● WHAT YOU SHOULD DO:
Among the entries below, one stretch runs from the line that contains "use tracing::info;" through the line that contains "let db = where2go_db::init(&config).await?;". Repeat that stretch exactly, ends included, and only that.

Dataset entries
________________________

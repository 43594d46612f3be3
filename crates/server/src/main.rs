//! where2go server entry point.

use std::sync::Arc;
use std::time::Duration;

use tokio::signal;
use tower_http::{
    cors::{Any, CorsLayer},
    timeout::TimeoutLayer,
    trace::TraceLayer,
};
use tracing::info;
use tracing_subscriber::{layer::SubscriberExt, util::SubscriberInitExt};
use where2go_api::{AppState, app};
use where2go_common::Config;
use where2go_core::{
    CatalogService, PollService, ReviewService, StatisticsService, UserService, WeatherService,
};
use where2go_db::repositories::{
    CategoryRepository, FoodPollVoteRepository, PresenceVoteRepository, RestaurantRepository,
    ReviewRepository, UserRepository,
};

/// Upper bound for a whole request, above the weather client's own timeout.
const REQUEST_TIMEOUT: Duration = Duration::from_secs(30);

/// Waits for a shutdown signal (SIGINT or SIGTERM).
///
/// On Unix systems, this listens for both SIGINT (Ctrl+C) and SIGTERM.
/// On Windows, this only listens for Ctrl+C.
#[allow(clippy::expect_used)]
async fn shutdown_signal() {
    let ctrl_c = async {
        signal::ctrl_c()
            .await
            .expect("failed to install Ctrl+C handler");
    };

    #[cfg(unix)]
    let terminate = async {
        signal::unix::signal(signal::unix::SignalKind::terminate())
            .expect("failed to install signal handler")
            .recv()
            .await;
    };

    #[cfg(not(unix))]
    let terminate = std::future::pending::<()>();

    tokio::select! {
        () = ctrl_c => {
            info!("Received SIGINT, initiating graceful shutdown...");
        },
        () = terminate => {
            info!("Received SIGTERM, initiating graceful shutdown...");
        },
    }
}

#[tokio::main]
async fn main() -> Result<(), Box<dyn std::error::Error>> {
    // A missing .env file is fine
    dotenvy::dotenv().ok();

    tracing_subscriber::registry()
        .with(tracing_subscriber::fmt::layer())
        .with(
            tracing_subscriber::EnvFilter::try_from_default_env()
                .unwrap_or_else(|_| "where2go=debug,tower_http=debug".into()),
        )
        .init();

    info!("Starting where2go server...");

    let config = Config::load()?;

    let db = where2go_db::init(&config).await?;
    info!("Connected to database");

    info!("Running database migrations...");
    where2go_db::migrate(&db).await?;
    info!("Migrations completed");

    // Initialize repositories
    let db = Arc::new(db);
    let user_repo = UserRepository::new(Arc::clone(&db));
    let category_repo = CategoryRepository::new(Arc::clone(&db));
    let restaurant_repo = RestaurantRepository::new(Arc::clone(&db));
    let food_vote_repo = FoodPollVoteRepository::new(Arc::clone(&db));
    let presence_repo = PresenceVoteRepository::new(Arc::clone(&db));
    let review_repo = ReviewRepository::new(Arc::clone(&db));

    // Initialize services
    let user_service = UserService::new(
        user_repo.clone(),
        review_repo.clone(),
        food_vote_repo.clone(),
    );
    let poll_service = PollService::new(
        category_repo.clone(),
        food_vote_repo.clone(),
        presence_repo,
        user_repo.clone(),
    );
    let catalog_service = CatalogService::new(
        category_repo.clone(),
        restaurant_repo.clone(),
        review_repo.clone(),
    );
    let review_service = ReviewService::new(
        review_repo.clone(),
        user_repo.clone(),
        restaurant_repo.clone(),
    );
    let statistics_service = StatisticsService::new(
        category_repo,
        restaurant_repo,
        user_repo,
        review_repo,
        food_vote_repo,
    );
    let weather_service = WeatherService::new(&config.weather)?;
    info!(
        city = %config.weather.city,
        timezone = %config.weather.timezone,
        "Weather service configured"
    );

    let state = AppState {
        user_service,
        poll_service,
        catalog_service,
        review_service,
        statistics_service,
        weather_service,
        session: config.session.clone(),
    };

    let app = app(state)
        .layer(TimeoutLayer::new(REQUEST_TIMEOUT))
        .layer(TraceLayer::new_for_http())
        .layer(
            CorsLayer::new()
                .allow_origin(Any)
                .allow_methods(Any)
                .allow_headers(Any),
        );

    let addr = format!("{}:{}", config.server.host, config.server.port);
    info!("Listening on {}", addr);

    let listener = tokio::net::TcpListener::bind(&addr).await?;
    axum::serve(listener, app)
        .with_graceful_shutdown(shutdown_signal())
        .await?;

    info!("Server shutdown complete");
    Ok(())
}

________________________

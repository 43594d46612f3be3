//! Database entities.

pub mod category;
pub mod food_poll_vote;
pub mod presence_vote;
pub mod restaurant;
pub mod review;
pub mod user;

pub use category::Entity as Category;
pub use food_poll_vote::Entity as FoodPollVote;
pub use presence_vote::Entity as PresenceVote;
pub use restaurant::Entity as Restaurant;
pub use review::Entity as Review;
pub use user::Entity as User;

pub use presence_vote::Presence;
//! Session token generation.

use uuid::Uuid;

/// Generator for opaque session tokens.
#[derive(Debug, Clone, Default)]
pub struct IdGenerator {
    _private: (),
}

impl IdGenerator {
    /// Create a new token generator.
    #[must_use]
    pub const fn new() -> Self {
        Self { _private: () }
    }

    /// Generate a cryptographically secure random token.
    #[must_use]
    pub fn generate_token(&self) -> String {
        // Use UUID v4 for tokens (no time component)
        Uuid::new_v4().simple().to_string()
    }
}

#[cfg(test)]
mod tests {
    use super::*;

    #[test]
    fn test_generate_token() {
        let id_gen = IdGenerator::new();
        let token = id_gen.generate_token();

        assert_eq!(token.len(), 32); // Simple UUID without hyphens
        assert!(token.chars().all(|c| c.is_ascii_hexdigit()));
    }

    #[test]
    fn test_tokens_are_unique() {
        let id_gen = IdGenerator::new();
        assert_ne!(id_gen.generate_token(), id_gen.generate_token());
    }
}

________________________

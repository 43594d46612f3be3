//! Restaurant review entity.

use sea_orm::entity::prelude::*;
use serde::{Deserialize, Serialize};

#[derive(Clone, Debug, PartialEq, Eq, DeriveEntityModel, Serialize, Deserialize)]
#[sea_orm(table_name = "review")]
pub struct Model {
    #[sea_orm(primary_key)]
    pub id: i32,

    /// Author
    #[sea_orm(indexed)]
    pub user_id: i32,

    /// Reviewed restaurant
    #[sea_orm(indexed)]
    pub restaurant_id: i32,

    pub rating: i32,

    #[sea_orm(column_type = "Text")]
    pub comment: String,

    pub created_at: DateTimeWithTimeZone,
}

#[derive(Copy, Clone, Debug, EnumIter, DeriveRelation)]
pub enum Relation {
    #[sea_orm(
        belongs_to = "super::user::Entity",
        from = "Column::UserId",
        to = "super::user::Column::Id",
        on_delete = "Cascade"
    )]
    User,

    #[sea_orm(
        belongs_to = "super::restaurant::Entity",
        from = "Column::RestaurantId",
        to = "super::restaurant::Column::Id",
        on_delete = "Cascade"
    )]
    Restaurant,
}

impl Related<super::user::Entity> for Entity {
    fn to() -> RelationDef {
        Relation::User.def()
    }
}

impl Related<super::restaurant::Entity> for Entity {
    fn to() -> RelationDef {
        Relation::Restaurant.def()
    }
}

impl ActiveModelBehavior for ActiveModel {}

________________________

● EXERCISE OUTPUT:
use tracing::info;
use tracing_subscriber::{layer::SubscriberExt, util::SubscriberInitExt};
use where2go_api::{AppState, app};
use where2go_common::Config;
use where2go_core::{
    CatalogService, PollService, ReviewService, StatisticsService, UserService, WeatherService,
};
use where2go_db::repositories::{
    CategoryRepository, FoodPollVoteRepository, PresenceVoteRepository, RestaurantRepository,
    ReviewRepository, UserRepository,
};

/// Upper bound for a whole request, above the weather client's own timeout.
const REQUEST_TIMEOUT: Duration = Duration::from_secs(30);

/// Waits for a shutdown signal (SIGINT or SIGTERM).
///
/// On Unix systems, this listens for both SIGINT (Ctrl+C) and SIGTERM.
/// On Windows, this only listens for Ctrl+C.
#[allow(clippy::expect_used)]
async fn shutdown_signal() {
    let ctrl_c = async {
        signal::ctrl_c()
            .await
            .expect("failed to install Ctrl+C handler");
    };

    #[cfg(unix)]
    let terminate = async {
        signal::unix::signal(signal::unix::SignalKind::terminate())
            .expect("failed to install signal handler")
            .recv()
            .await;
    };

    #[cfg(not(unix))]
    let terminate = std::future::pending::<()>();

    tokio::select! {
        () = ctrl_c => {
            info!("Received SIGINT, initiating graceful shutdown...");
        },
        () = terminate => {
            info!("Received SIGTERM, initiating graceful shutdown...");
        },
    }
}

#[tokio::main]
async fn main() -> Result<(), Box<dyn std::error::Error>> {
    // A missing .env file is fine
    dotenvy::dotenv().ok();

    tracing_subscriber::registry()
        .with(tracing_subscriber::fmt::layer())
        .with(
            tracing_subscriber::EnvFilter::try_from_default_env()
                .unwrap_or_else(|_| "where2go=debug,tower_http=debug".into()),
        )
        .init();

    info!("Starting where2go server...");

    let config = Config::load()?;

    let db = where2go_db::init(&config).await?;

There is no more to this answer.